*Exercise objective:*
Scan the entries for the word "bool", and copy every line where it appears.

Dataset entries:
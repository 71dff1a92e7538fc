//! # Event Bus System
//!
//! Event-driven notifications for the LeafGuard client core, built on
//! `tokio::sync::broadcast`. The auth orchestrator publishes session
//! lifecycle events here; host applications subscribe to drive their UI.
//!
//! ## Usage
//!
//! ### Publishing Events
//!
//! ```rust
//! use core_runtime::events::{EventBus, CoreEvent, AuthEvent};
//!
//! # let event_bus = EventBus::new(100);
//! let event = CoreEvent::Auth(AuthEvent::SignedIn {
//!     user_id: "user-123".to_string(),
//!     offline: false,
//! });
//!
//! event_bus.emit(event).ok();
//! ```
//!
//! ### Subscribing to Events
//!
//! ```rust
//! use core_runtime::events::{EventBus, CoreEvent};
//! use tokio::sync::broadcast::error::RecvError;
//!
//! # #[tokio::main]
//! # async fn main() {
//! let event_bus = EventBus::new(100);
//! let mut stream = event_bus.subscribe();
//!
//! tokio::spawn(async move {
//!     loop {
//!         match stream.recv().await {
//!             Ok(event) => println!("Received: {:?}", event),
//!             Err(RecvError::Lagged(n)) => eprintln!("Missed {} events", n),
//!             Err(RecvError::Closed) => break,
//!         }
//!     }
//! });
//! # }
//! ```
//!
//! ## Error Handling
//!
//! `broadcast` produces two receive errors: `RecvError::Lagged(n)` when a
//! slow subscriber missed `n` events (non-fatal, keep receiving) and
//! `RecvError::Closed` when all senders are gone (shutdown signal).

use serde::{Deserialize, Serialize};
use std::fmt;
use tokio::sync::broadcast;

// Re-export commonly used types
pub use tokio::sync::broadcast::error::{RecvError, SendError};
pub use tokio::sync::broadcast::Receiver;

/// Default buffer size for the event bus channel.
pub const DEFAULT_EVENT_BUFFER_SIZE: usize = 100;

/// Top-level event enum encompassing all event categories.
///
/// Wraps domain-specific event types; today the auth domain is the only
/// in-core publisher.
#[derive(Debug, Clone, Serialize, Deserialize, PartialEq, Eq)]
#[serde(tag = "type", content = "payload")]
pub enum CoreEvent {
    /// Authentication-related events
    Auth(AuthEvent),
}

impl CoreEvent {
    /// Returns a human-readable description of the event.
    pub fn description(&self) -> &str {
        match self {
            CoreEvent::Auth(e) => e.description(),
        }
    }

    /// Returns the severity level of the event.
    pub fn severity(&self) -> EventSeverity {
        match self {
            CoreEvent::Auth(AuthEvent::AuthError { .. }) => EventSeverity::Error,
            CoreEvent::Auth(AuthEvent::SessionExpired) => EventSeverity::Warning,
            CoreEvent::Auth(AuthEvent::SignedIn { .. }) => EventSeverity::Info,
            CoreEvent::Auth(AuthEvent::SignedOut { .. }) => EventSeverity::Info,
            _ => EventSeverity::Debug,
        }
    }
}

/// Event severity levels for filtering and logging.
#[derive(Debug, Clone, Copy, PartialEq, Eq, PartialOrd, Ord, Serialize, Deserialize)]
pub enum EventSeverity {
    /// Debug-level events (verbose)
    Debug,
    /// Informational events
    Info,
    /// Warning events
    Warning,
    /// Error events
    Error,
}

/// Events related to authentication and session lifecycle.
#[derive(Debug, Clone, Serialize, Deserialize, PartialEq, Eq)]
#[serde(tag = "event")]
pub enum AuthEvent {
    /// Login or registration flow in progress.
    SigningIn,
    /// A session was established.
    SignedIn {
        /// The authenticated user's id.
        user_id: String,
        /// Whether the session came from an offline fallback path.
        offline: bool,
    },
    /// The session ended by explicit logout.
    SignedOut {
        /// The user id that was signed out.
        user_id: String,
    },
    /// The server rejected the cached token; it has been cleared.
    SessionExpired,
    /// The remaining free scan count changed.
    ScansUpdated {
        /// Server-reported remaining free scans.
        remaining: u32,
    },
    /// An authentication error occurred.
    AuthError {
        /// Human-readable error message.
        message: String,
        /// Whether the error is recoverable (e.g., retry possible).
        recoverable: bool,
    },
}

impl AuthEvent {
    fn description(&self) -> &str {
        match self {
            AuthEvent::SigningIn => "Authentication in progress",
            AuthEvent::SignedIn { .. } => "User signed in",
            AuthEvent::SignedOut { .. } => "User signed out",
            AuthEvent::SessionExpired => "Session expired",
            AuthEvent::ScansUpdated { .. } => "Remaining scans updated",
            AuthEvent::AuthError { .. } => "Authentication error",
        }
    }
}

/// Central event bus for publishing and subscribing to events.
///
/// Uses `tokio::sync::broadcast` internally:
/// - Multiple producers (clone the `EventBus`)
/// - Multiple consumers (each `subscribe()` creates a new receiver)
/// - Lagging detection (slow subscribers get `RecvError::Lagged`)
///
/// # Example
///
/// ```rust
/// use core_runtime::events::{EventBus, CoreEvent, AuthEvent};
///
/// # #[tokio::main]
/// # async fn main() {
/// let event_bus = EventBus::new(100);
/// let mut subscriber = event_bus.subscribe();
///
/// event_bus
///     .emit(CoreEvent::Auth(AuthEvent::SigningIn))
///     .ok();
/// # }
/// ```
#[derive(Clone)]
pub struct EventBus {
    sender: broadcast::Sender<CoreEvent>,
}

impl EventBus {
    /// Creates a new event bus with the specified buffer size.
    ///
    /// Subscribers that fall behind by more than `capacity` events receive
    /// `RecvError::Lagged`.
    pub fn new(capacity: usize) -> Self {
        let (sender, _) = broadcast::channel(capacity);
        Self { sender }
    }

    /// Creates a new event bus with the default buffer size.
    #[allow(clippy::should_implement_trait)]
    pub fn default() -> Self {
        Self::new(DEFAULT_EVENT_BUFFER_SIZE)
    }

    /// Publishes an event to all subscribers.
    ///
    /// Returns the number of subscribers that received the event, or an
    /// error when there are no active subscribers.
    pub fn emit(&self, event: CoreEvent) -> Result<usize, SendError<CoreEvent>> {
        self.sender.send(event)
    }

    /// Creates a new subscriber to receive events.
    ///
    /// Each call creates an independent receiver; past events are not
    /// replayed.
    pub fn subscribe(&self) -> Receiver<CoreEvent> {
        self.sender.subscribe()
    }

    /// Returns the number of active subscribers.
    pub fn subscriber_count(&self) -> usize {
        self.sender.receiver_count()
    }
}

impl fmt::Debug for EventBus {
    fn fmt(&self, f: &mut fmt::Formatter<'_>) -> fmt::Result {
        f.debug_struct("EventBus")
            .field("subscriber_count", &self.subscriber_count())
            .finish()
    }
}

/// Type alias for event filter functions.
type EventFilter = Box<dyn Fn(&CoreEvent) -> bool + Send + Sync>;

/// A wrapper around `broadcast::Receiver` with optional filtering.
///
/// # Example
///
/// ```rust
/// use core_runtime::events::{EventBus, EventStream, CoreEvent, AuthEvent};
///
/// let event_bus = EventBus::new(100);
/// let stream = EventStream::new(event_bus.subscribe())
///     .filter(|event| matches!(event, CoreEvent::Auth(AuthEvent::SignedIn { .. })));
/// ```
pub struct EventStream {
    receiver: Receiver<CoreEvent>,
    filter: Option<EventFilter>,
}

impl EventStream {
    /// Creates a new event stream from a receiver.
    pub fn new(receiver: Receiver<CoreEvent>) -> Self {
        Self {
            receiver,
            filter: None,
        }
    }

    /// Adds a filter function; only matching events are returned by `recv()`.
    pub fn filter<F>(mut self, predicate: F) -> Self
    where
        F: Fn(&CoreEvent) -> bool + Send + Sync + 'static,
    {
        self.filter = Some(Box::new(predicate));
        self
    }

    /// Receives the next event that passes the filter (if any).
    ///
    /// # Errors
    ///
    /// Returns `RecvError::Lagged(n)` if the subscriber fell behind by `n`
    /// events, `RecvError::Closed` if all senders have been dropped.
    pub async fn recv(&mut self) -> Result<CoreEvent, RecvError> {
        loop {
            let event = self.receiver.recv().await?;

            let Some(filter) = &self.filter else {
                return Ok(event);
            };

            if filter(&event) {
                return Ok(event);
            }
        }
    }

    /// Attempts to receive an event without blocking.
    ///
    /// Returns `None` if no matching events are currently available.
    pub fn try_recv(&mut self) -> Option<Result<CoreEvent, RecvError>> {
        loop {
            match self.receiver.try_recv() {
                Ok(event) => {
                    let Some(filter) = &self.filter else {
                        return Some(Ok(event));
                    };

                    if filter(&event) {
                        return Some(Ok(event));
                    }
                }
                Err(broadcast::error::TryRecvError::Empty) => return None,
                Err(broadcast::error::TryRecvError::Lagged(n)) => {
                    return Some(Err(RecvError::Lagged(n)))
                }
                Err(broadcast::error::TryRecvError::Closed) => return Some(Err(RecvError::Closed)),
            }
        }
    }
}

impl fmt::Debug for EventStream {
    fn fmt(&self, f: &mut fmt::Formatter<'_>) -> fmt::Result {
        f.debug_struct("EventStream")
            .field("has_filter", &self.filter.is_some())
            .finish()
    }
}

*Solution to this exercise:*
        offline: bool,
        recoverable: bool,
type EventFilter = Box<dyn Fn(&CoreEvent) -> bool + Send + Sync>;
        F: Fn(&CoreEvent) -> bool + Send + Sync + 'static,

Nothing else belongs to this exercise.